--- Input records Enclosed Below ---
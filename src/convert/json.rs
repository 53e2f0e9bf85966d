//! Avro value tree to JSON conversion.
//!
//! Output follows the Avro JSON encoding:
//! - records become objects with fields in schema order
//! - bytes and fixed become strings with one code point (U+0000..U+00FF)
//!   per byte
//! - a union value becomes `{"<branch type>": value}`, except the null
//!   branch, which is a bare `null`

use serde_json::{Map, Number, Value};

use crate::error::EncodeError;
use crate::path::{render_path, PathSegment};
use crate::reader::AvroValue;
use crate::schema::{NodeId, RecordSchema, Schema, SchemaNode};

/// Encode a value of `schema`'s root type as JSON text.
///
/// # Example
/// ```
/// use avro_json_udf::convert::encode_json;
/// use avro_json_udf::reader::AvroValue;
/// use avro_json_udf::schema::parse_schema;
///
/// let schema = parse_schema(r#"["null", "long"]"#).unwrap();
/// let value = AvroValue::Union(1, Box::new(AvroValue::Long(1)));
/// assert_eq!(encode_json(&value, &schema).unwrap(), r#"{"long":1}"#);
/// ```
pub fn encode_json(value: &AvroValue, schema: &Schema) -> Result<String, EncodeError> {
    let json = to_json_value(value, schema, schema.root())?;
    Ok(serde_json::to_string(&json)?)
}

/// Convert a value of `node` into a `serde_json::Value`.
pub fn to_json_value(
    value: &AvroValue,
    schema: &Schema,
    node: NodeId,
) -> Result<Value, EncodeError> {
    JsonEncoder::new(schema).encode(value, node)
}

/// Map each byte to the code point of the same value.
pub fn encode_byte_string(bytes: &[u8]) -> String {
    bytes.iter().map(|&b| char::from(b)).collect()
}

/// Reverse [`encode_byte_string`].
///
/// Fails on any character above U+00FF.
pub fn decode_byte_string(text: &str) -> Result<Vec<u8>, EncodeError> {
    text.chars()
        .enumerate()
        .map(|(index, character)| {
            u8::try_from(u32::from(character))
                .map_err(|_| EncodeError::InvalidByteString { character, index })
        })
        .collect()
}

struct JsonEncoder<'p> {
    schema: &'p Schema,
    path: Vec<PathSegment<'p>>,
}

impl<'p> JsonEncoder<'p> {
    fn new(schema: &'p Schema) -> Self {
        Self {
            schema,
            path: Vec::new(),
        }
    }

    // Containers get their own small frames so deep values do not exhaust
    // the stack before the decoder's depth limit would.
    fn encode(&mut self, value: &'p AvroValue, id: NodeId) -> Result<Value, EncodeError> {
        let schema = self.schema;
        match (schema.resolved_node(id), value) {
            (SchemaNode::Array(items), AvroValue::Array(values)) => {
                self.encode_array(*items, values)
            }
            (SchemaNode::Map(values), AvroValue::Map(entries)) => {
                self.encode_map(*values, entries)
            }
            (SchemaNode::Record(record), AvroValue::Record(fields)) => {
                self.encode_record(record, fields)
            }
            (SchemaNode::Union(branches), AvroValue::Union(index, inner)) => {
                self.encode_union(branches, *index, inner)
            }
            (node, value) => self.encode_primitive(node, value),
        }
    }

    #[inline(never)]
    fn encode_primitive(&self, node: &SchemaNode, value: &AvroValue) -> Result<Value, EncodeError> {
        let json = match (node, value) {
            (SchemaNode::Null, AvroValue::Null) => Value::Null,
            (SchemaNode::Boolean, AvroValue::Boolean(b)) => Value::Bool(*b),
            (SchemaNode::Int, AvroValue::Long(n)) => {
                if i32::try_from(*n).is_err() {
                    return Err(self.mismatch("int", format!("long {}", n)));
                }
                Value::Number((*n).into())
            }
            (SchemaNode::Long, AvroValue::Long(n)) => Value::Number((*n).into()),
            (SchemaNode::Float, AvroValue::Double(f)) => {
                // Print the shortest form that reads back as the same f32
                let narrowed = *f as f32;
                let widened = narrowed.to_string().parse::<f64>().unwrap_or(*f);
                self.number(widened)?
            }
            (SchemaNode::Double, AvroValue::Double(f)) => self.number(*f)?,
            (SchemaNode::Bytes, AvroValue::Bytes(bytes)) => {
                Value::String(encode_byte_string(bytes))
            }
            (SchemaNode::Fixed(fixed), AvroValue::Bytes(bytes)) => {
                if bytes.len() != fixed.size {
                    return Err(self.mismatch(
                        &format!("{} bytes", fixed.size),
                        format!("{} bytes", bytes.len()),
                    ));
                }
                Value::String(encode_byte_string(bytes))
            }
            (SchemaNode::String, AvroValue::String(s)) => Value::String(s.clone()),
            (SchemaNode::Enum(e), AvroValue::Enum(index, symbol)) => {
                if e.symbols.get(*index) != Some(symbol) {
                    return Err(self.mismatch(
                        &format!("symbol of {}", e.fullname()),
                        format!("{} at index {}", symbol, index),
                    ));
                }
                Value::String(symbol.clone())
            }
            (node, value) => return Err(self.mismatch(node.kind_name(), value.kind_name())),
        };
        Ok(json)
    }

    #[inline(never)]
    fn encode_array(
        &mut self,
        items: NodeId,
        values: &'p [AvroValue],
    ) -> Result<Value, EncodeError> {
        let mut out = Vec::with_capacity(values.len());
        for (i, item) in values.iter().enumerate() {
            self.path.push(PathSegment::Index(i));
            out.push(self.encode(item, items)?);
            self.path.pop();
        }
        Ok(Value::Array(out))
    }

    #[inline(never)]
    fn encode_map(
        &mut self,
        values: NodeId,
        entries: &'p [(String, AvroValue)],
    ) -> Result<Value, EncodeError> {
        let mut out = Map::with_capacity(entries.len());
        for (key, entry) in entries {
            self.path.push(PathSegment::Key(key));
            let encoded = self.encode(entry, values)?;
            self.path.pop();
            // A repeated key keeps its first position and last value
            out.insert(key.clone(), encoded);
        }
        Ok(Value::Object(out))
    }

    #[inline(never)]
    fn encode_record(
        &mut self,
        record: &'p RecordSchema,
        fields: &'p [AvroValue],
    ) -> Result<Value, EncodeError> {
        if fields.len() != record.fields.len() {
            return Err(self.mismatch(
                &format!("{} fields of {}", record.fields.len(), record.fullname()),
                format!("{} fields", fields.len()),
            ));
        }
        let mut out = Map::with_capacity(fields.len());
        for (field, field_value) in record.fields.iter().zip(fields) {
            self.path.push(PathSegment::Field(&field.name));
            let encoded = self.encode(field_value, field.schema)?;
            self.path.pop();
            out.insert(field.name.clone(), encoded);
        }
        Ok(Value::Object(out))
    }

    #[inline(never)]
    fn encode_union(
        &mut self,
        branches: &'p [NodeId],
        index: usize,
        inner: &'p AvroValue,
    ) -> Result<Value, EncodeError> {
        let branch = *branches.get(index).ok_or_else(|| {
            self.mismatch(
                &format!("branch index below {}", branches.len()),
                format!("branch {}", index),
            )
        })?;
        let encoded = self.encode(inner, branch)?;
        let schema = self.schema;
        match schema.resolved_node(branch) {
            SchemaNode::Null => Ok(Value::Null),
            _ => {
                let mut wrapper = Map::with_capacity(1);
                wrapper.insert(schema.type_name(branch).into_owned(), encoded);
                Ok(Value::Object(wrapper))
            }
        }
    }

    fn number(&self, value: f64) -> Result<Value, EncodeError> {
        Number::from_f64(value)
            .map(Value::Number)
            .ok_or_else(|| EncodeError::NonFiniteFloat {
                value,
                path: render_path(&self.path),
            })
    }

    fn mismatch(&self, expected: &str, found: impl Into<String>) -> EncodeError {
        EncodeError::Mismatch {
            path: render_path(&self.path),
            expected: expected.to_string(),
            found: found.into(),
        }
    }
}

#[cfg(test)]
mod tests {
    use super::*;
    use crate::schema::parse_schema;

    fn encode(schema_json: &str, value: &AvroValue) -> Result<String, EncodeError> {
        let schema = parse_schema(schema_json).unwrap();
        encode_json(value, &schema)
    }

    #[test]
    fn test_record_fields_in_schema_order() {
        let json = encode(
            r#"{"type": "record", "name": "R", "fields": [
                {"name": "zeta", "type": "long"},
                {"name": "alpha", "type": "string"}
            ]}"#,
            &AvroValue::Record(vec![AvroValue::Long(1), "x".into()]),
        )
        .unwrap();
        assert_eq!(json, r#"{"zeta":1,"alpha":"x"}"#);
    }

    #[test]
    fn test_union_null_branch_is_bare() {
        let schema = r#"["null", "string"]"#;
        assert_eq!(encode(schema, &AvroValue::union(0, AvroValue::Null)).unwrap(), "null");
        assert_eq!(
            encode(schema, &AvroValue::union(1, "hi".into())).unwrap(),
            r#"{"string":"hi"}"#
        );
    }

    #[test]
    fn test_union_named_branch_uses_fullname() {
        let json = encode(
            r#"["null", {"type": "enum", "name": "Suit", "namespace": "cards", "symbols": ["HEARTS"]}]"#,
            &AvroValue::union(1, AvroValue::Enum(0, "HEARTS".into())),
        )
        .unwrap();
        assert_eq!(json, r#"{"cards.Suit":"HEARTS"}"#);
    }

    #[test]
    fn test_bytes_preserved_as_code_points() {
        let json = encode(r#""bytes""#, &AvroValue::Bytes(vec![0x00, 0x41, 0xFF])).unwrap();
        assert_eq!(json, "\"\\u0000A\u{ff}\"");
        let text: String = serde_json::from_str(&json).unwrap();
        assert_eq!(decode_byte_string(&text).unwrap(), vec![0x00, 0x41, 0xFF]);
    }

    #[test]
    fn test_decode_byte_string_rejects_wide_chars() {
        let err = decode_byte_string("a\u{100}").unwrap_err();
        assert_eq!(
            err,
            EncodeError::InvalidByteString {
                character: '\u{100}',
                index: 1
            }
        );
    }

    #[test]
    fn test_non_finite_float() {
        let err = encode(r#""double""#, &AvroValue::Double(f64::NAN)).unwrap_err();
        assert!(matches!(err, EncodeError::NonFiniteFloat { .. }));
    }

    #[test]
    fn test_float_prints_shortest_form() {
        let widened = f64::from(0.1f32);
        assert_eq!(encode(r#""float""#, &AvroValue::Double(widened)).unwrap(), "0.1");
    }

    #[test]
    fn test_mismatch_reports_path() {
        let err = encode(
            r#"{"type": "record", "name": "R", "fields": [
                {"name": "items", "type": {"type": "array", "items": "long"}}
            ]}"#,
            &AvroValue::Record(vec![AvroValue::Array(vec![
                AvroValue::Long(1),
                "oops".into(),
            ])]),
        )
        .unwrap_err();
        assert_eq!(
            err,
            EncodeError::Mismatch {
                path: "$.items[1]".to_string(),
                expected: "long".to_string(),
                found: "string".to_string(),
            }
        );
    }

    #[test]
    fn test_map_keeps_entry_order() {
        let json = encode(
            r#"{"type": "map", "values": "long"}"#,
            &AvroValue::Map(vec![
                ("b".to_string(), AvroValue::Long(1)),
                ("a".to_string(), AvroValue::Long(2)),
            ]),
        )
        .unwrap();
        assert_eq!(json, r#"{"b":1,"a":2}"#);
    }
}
--- End of Enclosed Input records ---
- Work to complete: What is wanted is every line from the first line of the entries through the line that contains "use crate::reader::AvroValue;", given again exactly.

- Result:
filename src/convert/json.rs
repository 53e2f0e9bf85966d
//! Avro value tree to JSON conversion.
//!
//! Output follows the Avro JSON encoding:
//! - records become objects with fields in schema order
//! - bytes and fixed become strings with one code point (U+0000..U+00FF)
//!   per byte
//! - a union value becomes `{"<branch type>": value}`, except the null
//!   branch, which is a bare `null`

use serde_json::{Map, Number, Value};

use crate::error::EncodeError;
use crate::path::{render_path, PathSegment};
use crate::reader::AvroValue;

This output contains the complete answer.